Pour les Européens, la culture du fromage aux États-Unis n’est pas encore tout à fait mûre.
La société Kraft, pour le meilleur et pour le pire, a défini le fromage américain en orange brillant. Mais si vous êtes allé dans une épicerie ou un marché fermier au cours des dernières décennies, guidé par des trancheurs en lambeaux prêts à vous renseigner sur les bouquets musqués et les écorces coulantes, vous savez que ce n'est qu'une partie du tableau.
Sara Joe Wolansky Le gros fromage suit Adam Moskowitz, un importateur de fromage de troisième génération alors qu'il entraîne l'équipe américaine pour participer au Mondial du Fromage en France – les Jeux olympiques des fromagers.
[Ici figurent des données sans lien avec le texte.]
mod config;

use anyhow::Context;
use clap::{Parser, Subcommand};
use config::CubespaceConfig;
use cubespace_animate::{CubeRig, RigEvent};
use cubespace_input::{Action, KeyBindings};
use cubespace_kernel::{FaceletState, apply_sequence, parse_sequence, parse_sequence_lenient};
use cubespace_render::{InstanceRenderer, NetTextRenderer, RenderView, Renderer};
use cubespace_service::{HttpSolverService, SolverService, request_solution, run_scramble};
use cubespace_tools::CubeInspector;
use std::path::PathBuf;
use tracing_subscriber::EnvFilter;

#[derive(Parser)]
#[command(name = "cubespace", about = "Drive a 3x3x3 cube from the command line")]
struct Cli {
    /// Enable verbose logging
    #[arg(short, long, global = true)]
    verbose: bool,

    /// JSON config file (lattice, animation, service sections)
    #[arg(short, long, global = true)]
    config: Option<PathBuf>,

    /// Override the solver service base URL
    #[arg(long, global = true)]
    url: Option<String>,

    #[command(subcommand)]
    command: Commands,
}

#[derive(Subcommand)]
enum Commands {
    /// Print version and effective configuration
    Info,
    /// Apply a move sequence to a solved cube and print the result
    Apply {
        /// Moves, e.g. "R U R' U'"
        moves: String,
        /// Reject unknown tokens instead of skipping them
        #[arg(long)]
        strict: bool,
    },
    /// Check a cube entered as six 9-letter face strings (Up, Left, Front, Right, Back, Down)
    Check {
        #[arg(required = true, num_args = 6, value_names = ["UP", "LEFT", "FRONT", "RIGHT", "BACK", "DOWN"])]
        faces: Vec<String>,
    },
    /// Animate a sequence frame by frame on a headless rig
    Play {
        moves: String,
        /// Play the sequence this many times
        #[arg(short, long, default_value = "1")]
        repeat: usize,
        /// Print a status line every N frames (0 = never)
        #[arg(long, default_value = "0")]
        every: u64,
        /// Give up after this many frames
        #[arg(long, default_value = "100000")]
        max_frames: usize,
    },
    /// Print key bindings, or feed a string of keystrokes to a rig
    Keys {
        /// Keystrokes to feed, e.g. "ruRU"
        input: Option<String>,
    },
    /// Fetch a scramble from the solver service and play it
    Scramble,
    /// Ask the solver service to solve the cube after the given moves
    Solve {
        /// Moves applied to a solved cube before asking
        #[arg(default_value = "")]
        moves: String,
    },
}

fn main() -> anyhow::Result<()> {
    let cli = Cli::parse();

    let filter = if cli.verbose { "debug" } else { "info" };
    tracing_subscriber::fmt()
        .with_env_filter(EnvFilter::new(filter))
        .init();

    let mut config = CubespaceConfig::load(cli.config.as_deref())?;
    if let Some(url) = cli.url {
        config.service.base_url = url;
    }

    match cli.command {
        Commands::Info => {
            println!("cubespace-cli v{}", env!("CARGO_PKG_VERSION"));
            println!("{}", serde_json::to_string_pretty(&config)?);
        }
        Commands::Apply { moves, strict } => {
            let moves = if strict {
                parse_sequence(&moves).context("parsing moves")?
            } else {
                parse_sequence_lenient(&moves)
            };
            let mut state = FaceletState::solved();
            apply_sequence(&mut state, &moves);
            print_state(&state);
        }
        Commands::Check { faces } => {
            let faces: [&str; 6] = std::array::from_fn(|i| faces[i].as_str());
            let state = FaceletState::from_face_strings(faces).context("reading faces")?;
            println!("{state}");
            match state.validate() {
                Err(err) => println!("This is not a valid cube configuration: {err}"),
                Ok(()) if state.is_solved() => println!("The cube is already solved!"),
                Ok(()) => match state.to_solver_string() {
                    Ok(s) => println!("Solver string: {s}"),
                    Err(err) => println!("Cannot build solver string: {err}"),
                },
            }
        }
        Commands::Play {
            moves,
            repeat,
            every,
            max_frames,
        } => {
            let moves = parse_sequence_lenient(&moves);
            let mut rig = CubeRig::new(config.lattice, config.animation);
            let renderer = NetTextRenderer::new();
            let view = RenderView::default();
            let mut frames = 0;
            for _ in 0..repeat {
                for mv in &moves {
                    rig.request(*mv)?;
                    frames += drive(&mut rig, max_frames.saturating_sub(frames), every);
                }
            }
            let frame = InstanceRenderer::new().render(&rig, &view);
            let completed = rig
                .drain_events()
                .iter()
                .filter(|e| matches!(e, RigEvent::TurnCompleted { .. }))
                .count();
            print!("{}", renderer.render(&rig, &view));
            println!();
            println!("{}", CubeInspector::summary(&rig));
            println!(
                "Played {completed} turns in {frames} frames ({} instance bytes per frame)",
                frame.instance_bytes().len()
            );
        }
        Commands::Keys { input: None } => {
            let bindings = KeyBindings::default();
            for (key, action) in bindings.iter() {
                let label = if key == ' ' { "space".to_string() } else { key.to_string() };
                println!("{label:>6}  {}", describe(action));
            }
            println!("buttons: {}", KeyBindings::button_tokens().join(" "));
        }
        Commands::Keys { input: Some(input) } => {
            let bindings = KeyBindings::default();
            let mut rig = CubeRig::new(config.lattice, config.animation);
            let mut service: Option<HttpSolverService> = None;
            for key in input.chars() {
                let action = bindings.action_for_key(key);
                tracing::debug!(?key, action = %describe(action), "key");
                match action {
                    Action::Turn(mv) => {
                        if let Err(err) = rig.request(mv) {
                            println!("{mv}: {err}");
                        }
                    }
                    Action::Cancel => rig.cancel(),
                    Action::Reset => rig.reset(),
                    Action::ToggleSpin => {
                        let enabled = rig.spin().is_enabled();
                        rig.set_spin_enabled(!enabled);
                    }
                    Action::Scramble | Action::Solve => {
                        rig.run_until_idle(usize::MAX);
                        if service.is_none() {
                            service = Some(HttpSolverService::new(config.service.clone())?);
                        }
                        if let Some(service) = service.as_ref() {
                            service_action(action, service, &mut rig);
                        }
                    }
                    Action::Noop => {}
                }
                // One frame per keystroke, like a user typing during the animation.
                rig.tick();
            }
            rig.run_until_idle(usize::MAX);
            print_state(rig.state());
        }
        Commands::Scramble => {
            let service = HttpSolverService::new(config.service.clone())?;
            let mut rig = CubeRig::new(config.lattice, config.animation);
            let scramble = run_scramble(&service, &mut rig).context("scramble failed")?;
            println!("Scramble: {}", scramble.text);
            rig.run_until_idle(usize::MAX);
            print_state(rig.state());
        }
        Commands::Solve { moves } => {
            let service = HttpSolverService::new(config.service.clone())?;
            let mut rig = CubeRig::new(config.lattice, config.animation);
            rig.request_sequence(&parse_sequence_lenient(&moves))?;
            rig.run_until_idle(usize::MAX);
            println!("{}", rig.state());
            let solution = request_solution(&service, &rig).context("solve failed")?;
            println!("Solution: {solution}");
        }
    }

    Ok(())
}

/// Tick until the rig is idle, printing a status line every `every` frames.
fn drive(rig: &mut CubeRig, max_frames: usize, every: u64) -> usize {
    let mut frames = 0;
    while !rig.is_idle() && frames < max_frames {
        rig.tick();
        frames += 1;
        if every > 0 && rig.frame() % every == 0 {
            println!("{}", CubeInspector::summary(rig));
        }
    }
    frames
}

fn service_action(action: Action, service: &dyn SolverService, rig: &mut CubeRig) {
    match action {
        Action::Scramble => match run_scramble(service, rig) {
            Ok(scramble) => println!("Scramble: {}", scramble.text),
            Err(err) => println!("Error fetching scramble: {err}"),
        },
        Action::Solve => match request_solution(service, rig) {
            Ok(solution) => println!("Solution: {solution}"),
            Err(err) => println!("Error solving cube: {err}"),
        },
        _ => {}
    }
}

fn describe(action: Action) -> String {
    match action {
        Action::Turn(mv) => format!("turn {mv}"),
        Action::Cancel => "cancel turn".to_string(),
        Action::Reset => "reset".to_string(),
        Action::Scramble => "scramble".to_string(),
        Action::Solve => "solve".to_string(),
        Action::ToggleSpin => "toggle spin".to_string(),
        Action::Noop => "nothing".to_string(),
    }
}

fn print_state(state: &FaceletState) {
    println!("{state}");
    println!("Solved: {}", state.is_solved());
    match state.to_solver_string() {
        Ok(s) => println!("Solver string: {s}"),
        Err(err) => println!("Solver string unavailable: {err}"),
    }
}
C'est lui qui porte le costume de vache, menant un chant de groupe de bruits de basse-cour qu'il appelle un «meuglementméditation. » Vous pourriez confondre son bootcamp dans le Queens avec une blague, mais il ne plaisante pas.
« Pour moi, c'est une rédemption », dit-il.
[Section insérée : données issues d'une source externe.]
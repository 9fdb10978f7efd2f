//! Turn animation: layer selection, the frame-driven turn state machine, the
//! idle spin, and the [`CubeRig`] that ties them to the facelet state.
//!
//! # Invariants
//! - At most one layer rotates at a time; further requests queue or are
//!   rejected, never interleaved.
//! - The logical move is applied in the same frame the visual turn is
//!   reintegrated, and surfaces are repainted immediately after.
//! - The idle spin is paused for the whole of a turn and resumed exactly once
//!   when it ends.
//! - Everything advances only on [`CubeRig::tick`]; there is no clock or
//!   background thread.

mod config;
mod rig;
mod spin;
mod turn;

pub use config::AnimationConfig;
pub use rig::{CubeRig, RigError, RigEvent};
pub use spin::IdleSpin;
pub use turn::{
    CancelToken, LayerSelection, TurnAnimator, TurnPhase, TurnProgress, select_layer, turn_angle,
};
Moskowitz, à parts égales Tevye le laitier, George S. Patton et les Beastie Boys, attribue au fromage le mérite de lui avoir sauvé la vie. Au début, il était réticent à se lancer dans le commerce familial, lancé par son grand-père immigré, Ben, qui a débuté dans le commerce alors qu'il était enfant avec une poussette au marché de Washington à Tribeca et est devenu l'un des premiers Américains à importer des fromages désormais familiers de l'étranger. Le père d'Adam, Joseph, a élargi le marché en lançant Jarlsberg et Boursin dans nos supermarchés.
Bourreau de travail ambitieux, Adam a tracé sa propre voie, gagnant son premier million de dollars en tant que vendeur chez Yahoo! dans les années 1990, et l’a perdu presque immédiatement lorsque la bulle Internet a éclaté. Lorsque son flirt avec une carrière de rap s'est effondré (vous comprendrez pourquoi), il a rejoint le monde du fromage dans l'entreprise familiale Larkin Cold Storage, et y a organisé la fête, en fondant le Cheesemonger Invitational, une célébration imbibée d'alcool qu'il anime, entre des bouffées de coca dans la salle de bain.
L'organisation sur invitation Moskowitz, fondée en 2011, a contribué à inspirer le Mondial, un concours qui oppose les meilleurs fromagers du monde dans le cadre de tests de dégustation à l'aveugle, de présentations orales présentant un fromage spécifique et d'expositions de statues. En 2023, aucun Américain n’avait jamais participé à la compétition. Un Moskowitz nouvellement sobre était déterminé à effondrer ce plafond de Roquefort.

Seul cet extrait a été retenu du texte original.